DATA TO PROCESS: Begin

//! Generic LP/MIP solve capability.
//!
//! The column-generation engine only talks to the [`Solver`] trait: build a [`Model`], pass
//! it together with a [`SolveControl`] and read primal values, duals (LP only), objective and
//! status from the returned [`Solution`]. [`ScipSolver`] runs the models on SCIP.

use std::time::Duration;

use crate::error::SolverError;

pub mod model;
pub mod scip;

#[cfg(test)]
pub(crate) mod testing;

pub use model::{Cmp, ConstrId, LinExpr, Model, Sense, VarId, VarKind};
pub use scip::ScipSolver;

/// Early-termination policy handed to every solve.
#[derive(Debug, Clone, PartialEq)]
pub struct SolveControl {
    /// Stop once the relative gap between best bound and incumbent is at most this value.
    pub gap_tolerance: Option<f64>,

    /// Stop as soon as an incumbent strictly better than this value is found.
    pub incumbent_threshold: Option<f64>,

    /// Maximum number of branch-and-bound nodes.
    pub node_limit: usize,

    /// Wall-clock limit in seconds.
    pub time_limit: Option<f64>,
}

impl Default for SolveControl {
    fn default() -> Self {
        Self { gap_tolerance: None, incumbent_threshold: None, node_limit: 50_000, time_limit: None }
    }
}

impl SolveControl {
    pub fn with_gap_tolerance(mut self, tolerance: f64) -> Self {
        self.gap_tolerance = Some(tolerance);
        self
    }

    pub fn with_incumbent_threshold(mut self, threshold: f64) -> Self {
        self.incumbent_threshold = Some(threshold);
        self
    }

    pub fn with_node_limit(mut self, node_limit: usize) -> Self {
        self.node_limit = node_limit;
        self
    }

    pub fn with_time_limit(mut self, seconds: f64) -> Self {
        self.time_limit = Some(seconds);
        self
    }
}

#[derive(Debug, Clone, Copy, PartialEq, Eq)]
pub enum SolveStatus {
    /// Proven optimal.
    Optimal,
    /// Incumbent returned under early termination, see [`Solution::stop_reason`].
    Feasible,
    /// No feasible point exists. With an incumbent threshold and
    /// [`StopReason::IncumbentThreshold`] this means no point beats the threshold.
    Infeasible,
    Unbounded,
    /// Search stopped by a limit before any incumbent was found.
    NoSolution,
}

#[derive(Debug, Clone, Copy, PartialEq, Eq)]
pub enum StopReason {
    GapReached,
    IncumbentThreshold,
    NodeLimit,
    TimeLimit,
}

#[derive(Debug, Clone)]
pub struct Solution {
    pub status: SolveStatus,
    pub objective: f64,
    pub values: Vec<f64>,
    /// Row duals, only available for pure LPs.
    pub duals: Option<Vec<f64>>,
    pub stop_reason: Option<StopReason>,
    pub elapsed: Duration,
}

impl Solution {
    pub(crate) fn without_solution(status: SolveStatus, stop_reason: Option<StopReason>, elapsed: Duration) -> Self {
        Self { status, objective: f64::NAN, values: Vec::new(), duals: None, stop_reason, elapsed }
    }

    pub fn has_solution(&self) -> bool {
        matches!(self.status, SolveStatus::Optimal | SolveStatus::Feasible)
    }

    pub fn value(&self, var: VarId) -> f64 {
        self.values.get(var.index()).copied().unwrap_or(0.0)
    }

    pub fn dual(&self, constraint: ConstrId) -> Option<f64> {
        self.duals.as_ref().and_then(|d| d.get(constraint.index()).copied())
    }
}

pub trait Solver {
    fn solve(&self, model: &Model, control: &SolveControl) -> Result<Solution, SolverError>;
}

DATA TO PROCESS: End

## ACTION ITEM
Taking the line with "Incumbent returned under" as the start and the last line of the data above as the end, write out those two lines and every line between them exactly, and only those.

## EXERCISE OUTPUT
    /// Incumbent returned under early termination, see [`Solution::stop_reason`].
    Feasible,
    /// No feasible point exists. With an incumbent threshold and
    /// [`StopReason::IncumbentThreshold`] this means no point beats the threshold.
    Infeasible,
    Unbounded,
    /// Search stopped by a limit before any incumbent was found.
    NoSolution,
}

#[derive(Debug, Clone, Copy, PartialEq, Eq)]
pub enum StopReason {
    GapReached,
    IncumbentThreshold,
    NodeLimit,
    TimeLimit,
}

#[derive(Debug, Clone)]
pub struct Solution {
    pub status: SolveStatus,
    pub objective: f64,
    pub values: Vec<f64>,
    /// Row duals, only available for pure LPs.
    pub duals: Option<Vec<f64>>,
    pub stop_reason: Option<StopReason>,
    pub elapsed: Duration,
}

impl Solution {
    pub(crate) fn without_solution(status: SolveStatus, stop_reason: Option<StopReason>, elapsed: Duration) -> Self {
        Self { status, objective: f64::NAN, values: Vec::new(), duals: None, stop_reason, elapsed }
    }

    pub fn has_solution(&self) -> bool {
        matches!(self.status, SolveStatus::Optimal | SolveStatus::Feasible)
    }

    pub fn value(&self, var: VarId) -> f64 {
        self.values.get(var.index()).copied().unwrap_or(0.0)
    }

    pub fn dual(&self, constraint: ConstrId) -> Option<f64> {
        self.duals.as_ref().and_then(|d| d.get(constraint.index()).copied())
    }
}

pub trait Solver {
    fn solve(&self, model: &Model, control: &SolveControl) -> Result<Solution, SolverError>;
}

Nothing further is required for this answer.